Time to smite some mites

This weekend it was time to replace our first lot of Apiguard treatment and put the second round of trays on. Can you guess which of our colonies had cleaned every last inch of their Apiguard tray empty and shining after two weeks?


Our new queen Melissa’s of course (Melissa being our old favourite Myrtle’s daughter). These bees truly are perfection – gentle, productive honey makers, hygienic.


A worrying sight in Chilli’s hive – a couple of piles of dead bees. Had they met a sudden end, perhaps in a fight with a wasp or robber bee? We helped their surviving sisters clean up by cremating the dead in our smoker.

Pollen supplement

Queen Stella’s allotment bees are doing well – above they’re enjoying a Nektapoll pollen patty treat. All yellow and squidgy. As soon as I wedge it in-between the bars they start nibbling away at it.

Last week I turned up in time to see one of the workers fly into a big spider’s web behind my hive. I felt like it was a beekeeper’s job to rescue bees from hungry spiders, so I fished her out before the spider pounced. Further drama ensued as upon putting her on the hive roof I noticed a varroa mite on her thorax! It’s pretty difficult trying to dislodge a mite a couple of millimetres long from a moving bee which doesn’t want you touching her back. I tried my best and the mite disappeared, but to be honest I think it just hid somewhere else on the bee’s body. Still, she had been saved by death by spider!

Varroa mites

Hopefully the mite is now on that there varroa monitoring board above, knocked out by Apiguard. I have put on some arrows pointing to the mites, which are brown and shiny. Observant eyes at the right angles can spot the ends of their legs pointing out. There are a lot more than two on there, but I didn’t fancy doing an arrow for every mite.

And obviously you can never have too many monitoring boards, so here’s another! Pretty orange pollen and wax flakes on this one. The lines match up with the gaps between the frames.

Varroa monitoring board

I had left some space in the hive and the allotment bees had built some spectacular comb – big, drone cell sized but so far completely empty. I couldn’t really let them keep it as it would have created a lot of mess, so I trimmed it off, brought it home and how have it on display in my window.

Empty honey comb

Honeycomb held up to the light

Magnificent engineering. Finally, here’s a couple of photos from my walks through London recently…

Painter by the Shard

I ate my lunch while watching this painter doing a bridge and boats scene along the Thames. In the background is the Shard. It was quite hard to take a photo of him without tourists looking over his shoulder.

View of the Southbank

Looking at the Royal Festival Hall on Saturday night from Hungerford Bridge.

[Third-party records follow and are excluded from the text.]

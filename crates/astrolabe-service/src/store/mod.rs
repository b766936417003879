//! Persistence gateway: chart records and the daily horoscope cache.

pub mod memory;
pub mod sqlite;

use async_trait::async_trait;
use chrono::{DateTime, NaiveDate, Utc};
use thiserror::Error;
use uuid::Uuid;

use astrolabe::western::ZodiacSign;

use crate::models::{BirthChart, ChartRecord, ChartSummary, HoroscopeEntry};

pub use memory::MemoryStore;
pub use sqlite::SqliteStore;

#[derive(Error, Debug)]
pub enum StoreError {
    #[error("Chart not found: {0}")]
    NotFound(Uuid),
    #[error("Duplicate record: {0}")]
    Duplicate(String),
    #[error("Storage backend error: {0}")]
    Backend(String),
    #[error("Corrupt record {id}: {message}")]
    Corrupt { id: String, message: String },
}

impl From<sqlx::Error> for StoreError {
    fn from(e: sqlx::Error) -> Self {
        match &e {
            sqlx::Error::Database(db) if db.is_unique_violation() => StoreError::Duplicate(db.message().to_string()),
            _ => StoreError::Backend(e.to_string()),
        }
    }
}

pub type StoreResult<T> = Result<T, StoreError>;

#[async_trait]
pub trait ChartStore: Send + Sync {
    async fn create_chart(&self, record: ChartRecord) -> StoreResult<()>;

    async fn find_chart(&self, id: Uuid) -> StoreResult<ChartRecord>;

    /// Newest first. `owner = None` lists every chart.
    async fn list_charts(&self, owner: Option<Uuid>) -> StoreResult<Vec<ChartSummary>>;

    /// Only the owner may delete an owned chart; anonymous charts match `owner = None`.
    async fn delete_chart(&self, id: Uuid, owner: Option<Uuid>) -> StoreResult<()>;

    /// Replace a legacy record with its recomputed version. Fails with `NotFound` unless a
    /// v1 record with the same id exists.
    async fn upgrade_chart(&self, chart: BirthChart) -> StoreResult<()>;
}

#[async_trait]
pub trait HoroscopeCache: Send + Sync {
    /// Entries whose age at `now` has reached the cache TTL are treated as absent.
    async fn find(&self, sign: ZodiacSign, date: NaiveDate, now: DateTime<Utc>) -> StoreResult<Option<HoroscopeEntry>>;

    /// `Duplicate` when a live entry for (sign, date) already exists. An expired one is
    /// replaced.
    async fn insert(&self, entry: HoroscopeEntry, now: DateTime<Utc>) -> StoreResult<()>;

    /// Remove expired entries, returning how many were removed.
    async fn purge_expired(&self, now: DateTime<Utc>) -> StoreResult<u64>;
}

/// An entry expires the moment its age reaches the TTL.
pub(crate) fn is_fresh(entry: &HoroscopeEntry, now: DateTime<Utc>, ttl: chrono::Duration) -> bool {
    now - entry.created_at < ttl
}
//! Published camera detector

use crate::camera::CameraOrchestrator;
use std::sync::{Arc, RwLock};

/// Where the scheduler publishes the live camera orchestrator and screens
/// look it up. Empty outside the activation window.
#[derive(Default)]
pub struct DetectorSlot {
    current: RwLock<Option<Arc<CameraOrchestrator>>>,
}

impl DetectorSlot {
    pub fn new() -> Self {
        Self::default()
    }

    /// Publish `detector`, returning whatever was published before
    pub fn publish(&self, detector: Arc<CameraOrchestrator>) -> Option<Arc<CameraOrchestrator>> {
        let mut current = self.current.write().unwrap_or_else(|p| p.into_inner());
        current.replace(detector)
    }

    /// Unpublish and hand back the detector
    pub fn take(&self) -> Option<Arc<CameraOrchestrator>> {
        self.current.write().unwrap_or_else(|p| p.into_inner()).take()
    }

    pub fn current(&self) -> Option<Arc<CameraOrchestrator>> {
        self.current.read().unwrap_or_else(|p| p.into_inner()).clone()
    }

    pub fn is_published(&self) -> bool {
        self.current.read().map(|c| c.is_some()).unwrap_or(false)
    }
}
//! Camera pool keyed by integer index

use crate::{CameraBackend, CameraDevice, CameraError, VideoFrame};
use std::collections::BTreeMap;
use std::sync::Arc;
use std::time::Duration;
use tokio::task::JoinSet;
use tracing::{debug, info, warn};

type SharedDevice = Arc<dyn CameraDevice>;

/// A frame tagged with the camera that produced it
#[derive(Debug, Clone)]
pub struct CapturedImage {
    pub camera_index: u32,
    pub frame: VideoFrame,
}

/// Open capture handles, populated once by [`CameraPool::probe`]
pub struct CameraPool {
    cameras: BTreeMap<u32, SharedDevice>,
}

impl CameraPool {
    /// Open cameras through `backend`.
    ///
    /// With an empty `wanted` list every probed camera is tried. Cameras that
    /// fail to open are skipped; at least one must open.
    pub fn probe(backend: &dyn CameraBackend, wanted: &[u32]) -> Result<Self, CameraError> {
        let candidates = if wanted.is_empty() {
            backend.probe()
        } else {
            wanted.to_vec()
        };
        debug!("Probing cameras {:?}", candidates);

        let mut cameras = BTreeMap::new();
        for index in candidates {
            match backend.open(index) {
                Ok(device) => {
                    info!("Camera {} opened", index);
                    cameras.insert(index, Arc::from(device));
                }
                Err(e) => warn!("Camera {} unavailable: {}", index, e),
            }
        }

        if cameras.is_empty() {
            return Err(CameraError::NoCameras);
        }

        Ok(Self { cameras })
    }

    /// Number of open cameras
    pub fn len(&self) -> usize {
        self.cameras.len()
    }

    pub fn is_empty(&self) -> bool {
        self.cameras.is_empty()
    }

    /// Indices of open cameras, ascending
    pub fn indices(&self) -> Vec<u32> {
        self.cameras.keys().copied().collect()
    }

    /// Capture one frame from every open camera in parallel.
    ///
    /// A camera that fails or exceeds `timeout` contributes no frame; a
    /// timed-out capture is abandoned, not left running. Results are ordered
    /// by camera index.
    pub async fn capture_all(&self, timeout: Duration) -> Vec<CapturedImage> {
        let mut set = JoinSet::new();

        for (&index, camera) in &self.cameras {
            let camera = Arc::clone(camera);
            set.spawn(async move {
                let outcome = match tokio::time::timeout(timeout, camera.capture()).await {
                    Ok(result) => result,
                    Err(_) => Err(CameraError::Timeout),
                };
                (index, outcome)
            });
        }

        let mut images = Vec::with_capacity(self.cameras.len());
        while let Some(joined) = set.join_next().await {
            match joined {
                Ok((camera_index, Ok(frame))) => images.push(CapturedImage { camera_index, frame }),
                Ok((camera_index, Err(e))) => warn!("Camera {} produced no frame: {}", camera_index, e),
                Err(e) => warn!("Capture task failed: {}", e),
            }
        }

        images.sort_by_key(|image| image.camera_index);
        images
    }

    /// Release every camera handle and empty the pool
    pub fn close_all(&mut self) {
        for (index, camera) in std::mem::take(&mut self.cameras) {
            camera.close();
            info!("Camera {} released", index);
        }
    }
}

impl Drop for CameraPool {
    fn drop(&mut self) {
        if !self.cameras.is_empty() {
            self.close_all();
        }
    }
}

#[cfg(test)]
mod tests {
    use super::*;
    use crate::mock::{MockBackend, MockBehavior};

    #[test]
    fn test_probe_skips_failed_cameras() {
        let backend = MockBackend::new()
            .with_camera(0, MockBehavior::Frame { width: 8, height: 8 })
            .with_unopenable(1)
            .with_camera(2, MockBehavior::Frame { width: 8, height: 8 });

        let pool = CameraPool::probe(&backend, &[]).unwrap();
        assert_eq!(pool.indices(), vec![0, 2]);
    }

    #[test]
    fn test_probe_without_cameras_fails() {
        let backend = MockBackend::new().with_unopenable(0);
        assert!(matches!(CameraPool::probe(&backend, &[]), Err(CameraError::NoCameras)));
    }

    #[test]
    fn test_probe_respects_wanted_indices() {
        let backend = MockBackend::new()
            .with_camera(0, MockBehavior::Frame { width: 8, height: 8 })
            .with_camera(1, MockBehavior::Frame { width: 8, height: 8 });

        let pool = CameraPool::probe(&backend, &[1]).unwrap();
        assert_eq!(pool.indices(), vec![1]);
        assert_eq!(backend.open_handles(), 1);
    }

    #[tokio::test]
    async fn test_capture_all_drops_failing_and_slow_cameras() {
        let backend = MockBackend::new()
            .with_camera(0, MockBehavior::Frame { width: 8, height: 8 })
            .with_camera(1, MockBehavior::Fail)
            .with_camera(2, MockBehavior::Hang(Duration::from_millis(500)));

        let pool = CameraPool::probe(&backend, &[]).unwrap();
        let images = pool.capture_all(Duration::from_millis(50)).await;

        assert_eq!(images.len(), 1);
        assert_eq!(images[0].camera_index, 0);
    }

    #[tokio::test]
    async fn test_timed_out_capture_is_abandoned() {
        let backend = MockBackend::new().with_camera(0, MockBehavior::Hang(Duration::from_secs(30)));
        let mut pool = CameraPool::probe(&backend, &[]).unwrap();

        for _ in 0..3 {
            let started = std::time::Instant::now();
            assert!(pool.capture_all(Duration::from_millis(20)).await.is_empty());
            assert!(started.elapsed() < Duration::from_secs(5));
            assert_eq!(backend.captures_in_flight(), 0);
        }

        pool.close_all();
        assert_eq!(backend.open_handles(), 0);
    }

    #[tokio::test]
    async fn test_close_interrupts_running_capture() {
        let backend = MockBackend::new().with_camera(0, MockBehavior::Hang(Duration::from_secs(30)));
        let device: Arc<dyn CameraDevice> = Arc::from(backend.open(0).unwrap());

        let capture = {
            let device = Arc::clone(&device);
            tokio::spawn(async move { device.capture().await })
        };
        while backend.captures_in_flight() == 0 {
            tokio::task::yield_now().await;
        }

        device.close();
        assert_eq!(backend.open_handles(), 0);
        let result = tokio::time::timeout(Duration::from_secs(5), capture).await.unwrap().unwrap();
        assert!(matches!(result, Err(CameraError::Capture(_))));
        assert_eq!(backend.captures_in_flight(), 0);
    }

    #[tokio::test]
    async fn test_close_all_releases_handles() {
        let backend = MockBackend::new()
            .with_camera(0, MockBehavior::Frame { width: 8, height: 8 })
            .with_camera(1, MockBehavior::Frame { width: 8, height: 8 });

        let mut pool = CameraPool::probe(&backend, &[]).unwrap();
        assert_eq!(backend.open_handles(), 2);

        pool.close_all();
        assert!(pool.is_empty());
        assert_eq!(backend.open_handles(), 0);
    }

    #[test]
    fn test_drop_releases_handles() {
        let backend = MockBackend::new().with_camera(0, MockBehavior::Frame { width: 8, height: 8 });
        {
            let _pool = CameraPool::probe(&backend, &[]).unwrap();
            assert_eq!(backend.open_handles(), 1);
        }
        assert_eq!(backend.open_handles(), 0);
    }
}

St Paul’s Cathedral is in the distance. I think the red building all lit up is the Queen Elizabeth Hall, but I could be wrong. London’s pretty at night, as long as you have a nice warm bed to go home to.

About Emily Scott

I am a UK beekeeper who has recently moved from London to windswept, wet Cornwall. I first started keeping bees in the Ealing Beekeepers Association’s local apiary in 2008, when I created this blog as a record for myself of my various beekeeping related disasters and - hopefully! - future successes.
This entry was posted in Disease prevention, Uncategorized. Bookmark the permalink.

7 Responses to Time to smite some mites

  1. I like having the glimpses of London you give us from time to time. Do you keep monitoring boards on the hives all the time? Amelia


    • Emily Scott says:

      Nope, usually the monitoring boards are only left on the hives for a week each month, so that the hives have ventilation. But while the Apiguard is on we tape the board up so that the vapour stays in and circulates round the hive.

      Liked by 1 person

  2. I was in London recently and was surprised to see how much the skyline had changed (the Shard etc.) and how much building was going on. The view as the train comes in to Waterloo is now like something out of Blade Runner.


  3. P&B says:

    I have a lot of robbing going on now too, especially after feeding them. I think some feral bees that looking for easy food have hit the hive. So far reducing the entrance helps.


  4. Talking With Bees says:

    How is the varroa count? I just added oxalic acid over Christmas and plan a count at the start of February.
    Another pest to keep our eye out for is the Asian Hornet. I have written a guide for beekeepers.


    • Emily Scott says:

      It’s a great guide Roger, very interesting comments on there too.

      Just checked the varroa boards today. After two weeks, the lowest count was about a hundred and the highest probably around three hundred. Worth doing I think.